True to its name, Cherry Pie is a Humboldt heritage strain that tastes and smells like sweet cherries, accented by forest floor and skunky aromatics. The flower gets its distinctive nose from sky-high levels of myrcene, a terpene that’s known to relax muscles and alleviate depression. The bud practically begs to be paired with a juicy red pinot noir and its cherry, mushroom and herbal aromatics. From Joseph-Jewell’s line of Humboldt County reds, the Eel River Valley pinot is crafted from fruit harvested from three different vineyards in Southern Humboldt’s legendary Eel River Valley. Expressing the quintessential polarity of Humboldt County’s culture and landscape, Joseph-Jewell showcases the ripe red cherry of Humboldt’s summer sun, underscored by earthy subtlety. 

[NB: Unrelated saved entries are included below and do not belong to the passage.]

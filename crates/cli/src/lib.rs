//! Command-line front end for the token ring LAN simulation.
//!
//! Provides commands for:
//! - Broadcasting a packet around the ring
//! - Submitting print jobs from a workstation
//! - Rendering the ring as text, HTML or XML
//! - Checking and exporting ring topologies

pub mod commands;
pub mod config;

pub use commands::{Command, CommandResult, RenderFormat};
pub use config::CliConfig;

Joseph-Jewell Humboldt Eel River Valley Pinot Noir + Cherry Pie.
Photo by Amy Kumler


Briceland Phelps Vineyard Chardonnay + Sunset Sherbert by UpNorth

Both grapes and green are grown under the full sun of Southern Humboldt’s warm summers. Briceland’s winemaker, Andrew Morris, learned the art of fermentation from his stepfather, Joe Collins, who opened the winery in 1985. Today, Briceland Vineyards is known for producing a range of varietals with restrained fruit, reflecting the cool Pacific breezes and short growing season. Morris’ 2017 chardonnay is aged in stainless steel and does not undergo malolactic fermentation, negating the two primary conditions for buttery chardonnay. Instead, Briceland’s white wine is bright and verdant with the food-friendly acidity reminiscent of just-picked green apples. Try a glass with a green salad or cheese plate and a fresh joint of Sherbert from UpNorth. A relative of the Humboldt legacy strain Girl Scout Cookies, Sherbert retains the same sweet and funky notes with the addition of citrus and ripe tropical fruit when smoked. The terpene limonene helps to bump up the citrus fruit profile of both wine and weed, supporting the anti-anxiety and no-bad-vibes pairing.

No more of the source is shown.